Dataset content below:
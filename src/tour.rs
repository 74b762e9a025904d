//! Visiting orders over an item set.

use crate::error::{OrderError, Result};
use crate::pairwise::CostSource;

/// Whether the last item of a tour connects back to the first.
#[derive(Debug, Clone, Copy, PartialEq, Eq)]
#[cfg_attr(feature = "serde", derive(serde::Serialize, serde::Deserialize))]
pub enum TourKind {
    /// A path: `n - 1` edges.
    Open,
    /// A cycle: `n` edges, the last closing back to the first item.
    Closed,
}

/// A permutation of item indices `[0, n)`.
#[derive(Debug, Clone, PartialEq, Eq)]
#[cfg_attr(feature = "serde", derive(serde::Serialize, serde::Deserialize))]
pub struct Tour {
    order: Vec<usize>,
    kind: TourKind,
}

impl Tour {
    /// Wraps `order` after checking it is a permutation of `[0, order.len())`.
    pub fn new(order: Vec<usize>, kind: TourKind) -> Result<Self> {
        validate_permutation(&order, order.len())?;
        Ok(Self { order, kind })
    }

    /// `[0, 1, ..., n-1]`.
    pub fn identity(n: usize, kind: TourKind) -> Self {
        Self {
            order: (0..n).collect(),
            kind,
        }
    }

    pub(crate) fn from_validated(order: Vec<usize>, kind: TourKind) -> Self {
        debug_assert!(validate_permutation(&order, order.len()).is_ok());
        Self { order, kind }
    }

    pub fn order(&self) -> &[usize] {
        &self.order
    }

    pub fn into_order(self) -> Vec<usize> {
        self.order
    }

    pub fn kind(&self) -> TourKind {
        self.kind
    }

    pub fn len(&self) -> usize {
        self.order.len()
    }

    pub fn is_empty(&self) -> bool {
        self.order.is_empty()
    }

    pub fn first(&self) -> Option<usize> {
        self.order.first().copied()
    }

    /// Consecutive item pairs, including the closing edge for closed tours.
    pub fn edges(&self) -> impl Iterator<Item = (usize, usize)> + '_ {
        let closing = match (self.kind, self.order.len()) {
            (TourKind::Closed, n) if n >= 2 => Some((self.order[n - 1], self.order[0])),
            _ => None,
        };
        self.order
            .windows(2)
            .map(|w| (w[0], w[1]))
            .chain(closing)
    }

    /// Sum of edge costs.
    pub fn cost<S: CostSource + ?Sized>(&self, costs: &mut S) -> Result<f64> {
        self.edges()
            .try_fold(0.0, |acc, (a, b)| Ok(acc + costs.cost(a, b)?))
    }
}

/// Checks that `order` holds each of `[0, n)` exactly once.
pub fn validate_permutation(order: &[usize], n: usize) -> Result<()> {
    if order.len() != n {
        return Err(OrderError::InvalidArgument(format!(
            "tour has {} entries, expected {n}",
            order.len()
        )));
    }
    let mut seen = vec![false; n];
    for &item in order {
        if item >= n {
            return Err(OrderError::InvalidArgument(format!(
                "tour entry {item} out of range for {n} items"
            )));
        }
        if seen[item] {
            return Err(OrderError::InvalidArgument(format!(
                "item {item} appears more than once in tour"
            )));
        }
        seen[item] = true;
    }
    Ok(())
}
End of Dataset content.
◆ **Task prompt**
Output the full set of entries exactly as they were given.

◆ **Expected answer**
filename src/tour.rs
repository 74b762e9a025904d
//! Visiting orders over an item set.

use crate::error::{OrderError, Result};
use crate::pairwise::CostSource;

/// Whether the last item of a tour connects back to the first.
#[derive(Debug, Clone, Copy, PartialEq, Eq)]
#[cfg_attr(feature = "serde", derive(serde::Serialize, serde::Deserialize))]
pub enum TourKind {
    /// A path: `n - 1` edges.
    Open,
    /// A cycle: `n` edges, the last closing back to the first item.
    Closed,
}

/// A permutation of item indices `[0, n)`.
#[derive(Debug, Clone, PartialEq, Eq)]
#[cfg_attr(feature = "serde", derive(serde::Serialize, serde::Deserialize))]
pub struct Tour {
    order: Vec<usize>,
    kind: TourKind,
}

impl Tour {
    /// Wraps `order` after checking it is a permutation of `[0, order.len())`.
    pub fn new(order: Vec<usize>, kind: TourKind) -> Result<Self> {
        validate_permutation(&order, order.len())?;
        Ok(Self { order, kind })
    }

    /// `[0, 1, ..., n-1]`.
    pub fn identity(n: usize, kind: TourKind) -> Self {
        Self {
            order: (0..n).collect(),
            kind,
        }
    }

    pub(crate) fn from_validated(order: Vec<usize>, kind: TourKind) -> Self {
        debug_assert!(validate_permutation(&order, order.len()).is_ok());
        Self { order, kind }
    }

    pub fn order(&self) -> &[usize] {
        &self.order
    }

    pub fn into_order(self) -> Vec<usize> {
        self.order
    }

    pub fn kind(&self) -> TourKind {
        self.kind
    }

    pub fn len(&self) -> usize {
        self.order.len()
    }

    pub fn is_empty(&self) -> bool {
        self.order.is_empty()
    }

    pub fn first(&self) -> Option<usize> {
        self.order.first().copied()
    }

    /// Consecutive item pairs, including the closing edge for closed tours.
    pub fn edges(&self) -> impl Iterator<Item = (usize, usize)> + '_ {
        let closing = match (self.kind, self.order.len()) {
            (TourKind::Closed, n) if n >= 2 => Some((self.order[n - 1], self.order[0])),
            _ => None,
        };
        self.order
            .windows(2)
            .map(|w| (w[0], w[1]))
            .chain(closing)
    }

    /// Sum of edge costs.
    pub fn cost<S: CostSource + ?Sized>(&self, costs: &mut S) -> Result<f64> {
        self.edges()
            .try_fold(0.0, |acc, (a, b)| Ok(acc + costs.cost(a, b)?))
    }
}

/// Checks that `order` holds each of `[0, n)` exactly once.
pub fn validate_permutation(order: &[usize], n: usize) -> Result<()> {
    if order.len() != n {
        return Err(OrderError::InvalidArgument(format!(
            "tour has {} entries, expected {n}",
            order.len()
        )));
    }
    let mut seen = vec![false; n];
    for &item in order {
        if item >= n {
            return Err(OrderError::InvalidArgument(format!(
                "tour entry {item} out of range for {n} items"
            )));
        }
        if seen[item] {
            return Err(OrderError::InvalidArgument(format!(
                "item {item} appears more than once in tour"
            )));
        }
        seen[item] = true;
    }
    Ok(())
}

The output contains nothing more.